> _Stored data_
/---

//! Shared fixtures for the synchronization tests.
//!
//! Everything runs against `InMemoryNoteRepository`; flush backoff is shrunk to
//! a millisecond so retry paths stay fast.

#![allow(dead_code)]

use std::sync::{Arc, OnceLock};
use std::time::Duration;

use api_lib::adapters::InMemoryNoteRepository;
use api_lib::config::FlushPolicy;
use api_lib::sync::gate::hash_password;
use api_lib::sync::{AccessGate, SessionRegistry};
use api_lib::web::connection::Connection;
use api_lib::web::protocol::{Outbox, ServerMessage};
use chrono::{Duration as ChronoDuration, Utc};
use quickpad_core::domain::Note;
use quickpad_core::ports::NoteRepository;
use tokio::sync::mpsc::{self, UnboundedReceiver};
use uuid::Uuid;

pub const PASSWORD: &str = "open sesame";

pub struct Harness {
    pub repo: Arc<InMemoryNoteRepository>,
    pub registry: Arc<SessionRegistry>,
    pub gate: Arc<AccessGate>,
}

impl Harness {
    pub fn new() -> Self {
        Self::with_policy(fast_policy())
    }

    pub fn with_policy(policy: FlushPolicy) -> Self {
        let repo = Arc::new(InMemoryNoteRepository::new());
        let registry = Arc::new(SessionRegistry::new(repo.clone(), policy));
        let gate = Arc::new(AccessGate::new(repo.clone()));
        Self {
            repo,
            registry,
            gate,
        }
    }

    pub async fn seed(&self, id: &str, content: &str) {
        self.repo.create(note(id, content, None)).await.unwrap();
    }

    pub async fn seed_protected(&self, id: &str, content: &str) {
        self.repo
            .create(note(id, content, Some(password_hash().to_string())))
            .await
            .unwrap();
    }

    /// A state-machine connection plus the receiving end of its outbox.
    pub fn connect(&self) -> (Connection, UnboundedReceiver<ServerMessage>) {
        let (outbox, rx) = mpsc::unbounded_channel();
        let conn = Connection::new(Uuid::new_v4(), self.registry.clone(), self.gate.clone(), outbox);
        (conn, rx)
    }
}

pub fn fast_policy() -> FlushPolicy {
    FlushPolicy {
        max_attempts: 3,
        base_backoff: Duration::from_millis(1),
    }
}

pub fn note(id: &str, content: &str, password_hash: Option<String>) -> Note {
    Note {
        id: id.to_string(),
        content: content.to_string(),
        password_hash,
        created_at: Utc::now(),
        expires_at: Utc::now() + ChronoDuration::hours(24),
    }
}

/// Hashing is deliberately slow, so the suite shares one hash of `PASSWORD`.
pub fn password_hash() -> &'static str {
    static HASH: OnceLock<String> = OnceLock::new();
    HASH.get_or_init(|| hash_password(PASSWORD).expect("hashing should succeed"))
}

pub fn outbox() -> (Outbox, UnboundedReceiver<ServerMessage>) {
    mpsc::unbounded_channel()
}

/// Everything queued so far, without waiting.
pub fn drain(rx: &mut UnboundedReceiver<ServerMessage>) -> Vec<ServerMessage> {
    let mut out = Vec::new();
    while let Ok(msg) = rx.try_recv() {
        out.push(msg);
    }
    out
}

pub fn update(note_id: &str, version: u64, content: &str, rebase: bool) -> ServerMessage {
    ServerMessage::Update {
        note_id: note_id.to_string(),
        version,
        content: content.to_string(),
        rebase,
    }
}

\---
/---

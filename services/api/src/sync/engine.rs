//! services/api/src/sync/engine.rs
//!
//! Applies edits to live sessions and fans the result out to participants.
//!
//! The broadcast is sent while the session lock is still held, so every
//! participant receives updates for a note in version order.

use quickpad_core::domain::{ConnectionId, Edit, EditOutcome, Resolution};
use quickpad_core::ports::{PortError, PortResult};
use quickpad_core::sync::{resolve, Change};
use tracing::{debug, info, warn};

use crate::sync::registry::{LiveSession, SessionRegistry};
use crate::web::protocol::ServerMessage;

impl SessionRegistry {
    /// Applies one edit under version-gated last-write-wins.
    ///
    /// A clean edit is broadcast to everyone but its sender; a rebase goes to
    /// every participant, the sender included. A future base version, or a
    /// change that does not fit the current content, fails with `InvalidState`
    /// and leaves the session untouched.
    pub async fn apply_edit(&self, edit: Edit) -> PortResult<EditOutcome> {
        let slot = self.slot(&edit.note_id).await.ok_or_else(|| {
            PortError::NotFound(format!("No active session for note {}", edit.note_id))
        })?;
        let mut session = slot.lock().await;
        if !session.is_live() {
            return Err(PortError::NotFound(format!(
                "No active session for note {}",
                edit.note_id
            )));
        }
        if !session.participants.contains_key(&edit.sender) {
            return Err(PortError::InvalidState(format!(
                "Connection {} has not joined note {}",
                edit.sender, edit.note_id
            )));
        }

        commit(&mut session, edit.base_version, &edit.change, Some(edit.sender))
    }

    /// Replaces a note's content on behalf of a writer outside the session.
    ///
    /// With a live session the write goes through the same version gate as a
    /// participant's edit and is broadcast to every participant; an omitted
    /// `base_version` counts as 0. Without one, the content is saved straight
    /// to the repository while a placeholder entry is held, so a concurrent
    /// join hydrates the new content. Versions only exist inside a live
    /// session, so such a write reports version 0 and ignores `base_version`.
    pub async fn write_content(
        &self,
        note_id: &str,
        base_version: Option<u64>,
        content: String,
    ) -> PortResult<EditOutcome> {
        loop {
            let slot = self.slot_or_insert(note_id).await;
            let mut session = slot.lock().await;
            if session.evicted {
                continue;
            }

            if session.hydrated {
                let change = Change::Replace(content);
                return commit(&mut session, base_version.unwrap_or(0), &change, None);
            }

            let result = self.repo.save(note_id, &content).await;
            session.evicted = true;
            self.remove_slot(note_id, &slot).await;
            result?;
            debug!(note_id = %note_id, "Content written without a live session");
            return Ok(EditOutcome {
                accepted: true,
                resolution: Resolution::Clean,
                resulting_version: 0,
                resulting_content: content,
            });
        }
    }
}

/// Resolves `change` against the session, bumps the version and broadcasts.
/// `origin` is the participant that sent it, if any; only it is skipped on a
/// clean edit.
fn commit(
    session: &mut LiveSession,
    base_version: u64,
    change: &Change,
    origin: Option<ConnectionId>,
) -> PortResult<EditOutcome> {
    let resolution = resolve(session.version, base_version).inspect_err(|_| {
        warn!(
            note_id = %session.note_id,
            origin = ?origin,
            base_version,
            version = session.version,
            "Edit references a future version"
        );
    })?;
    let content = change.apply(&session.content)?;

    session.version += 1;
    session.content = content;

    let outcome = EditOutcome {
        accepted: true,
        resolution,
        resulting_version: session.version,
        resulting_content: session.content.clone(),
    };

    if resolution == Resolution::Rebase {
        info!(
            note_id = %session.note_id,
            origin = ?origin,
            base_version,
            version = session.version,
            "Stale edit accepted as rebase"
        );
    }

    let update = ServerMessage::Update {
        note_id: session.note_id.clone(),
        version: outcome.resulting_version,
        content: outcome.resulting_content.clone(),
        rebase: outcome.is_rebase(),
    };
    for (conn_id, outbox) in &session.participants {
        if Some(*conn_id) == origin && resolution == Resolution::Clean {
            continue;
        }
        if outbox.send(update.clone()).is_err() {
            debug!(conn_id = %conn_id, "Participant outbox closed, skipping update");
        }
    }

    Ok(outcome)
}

\---

> _Action item_
Among the lines of the data above, find those with the word "SessionRegistry" and show them.

> _Exercise response_
use api_lib::sync::{AccessGate, SessionRegistry};
    pub registry: Arc<SessionRegistry>,
        let registry = Arc::new(SessionRegistry::new(repo.clone(), policy));
use crate::sync::registry::{LiveSession, SessionRegistry};
impl SessionRegistry {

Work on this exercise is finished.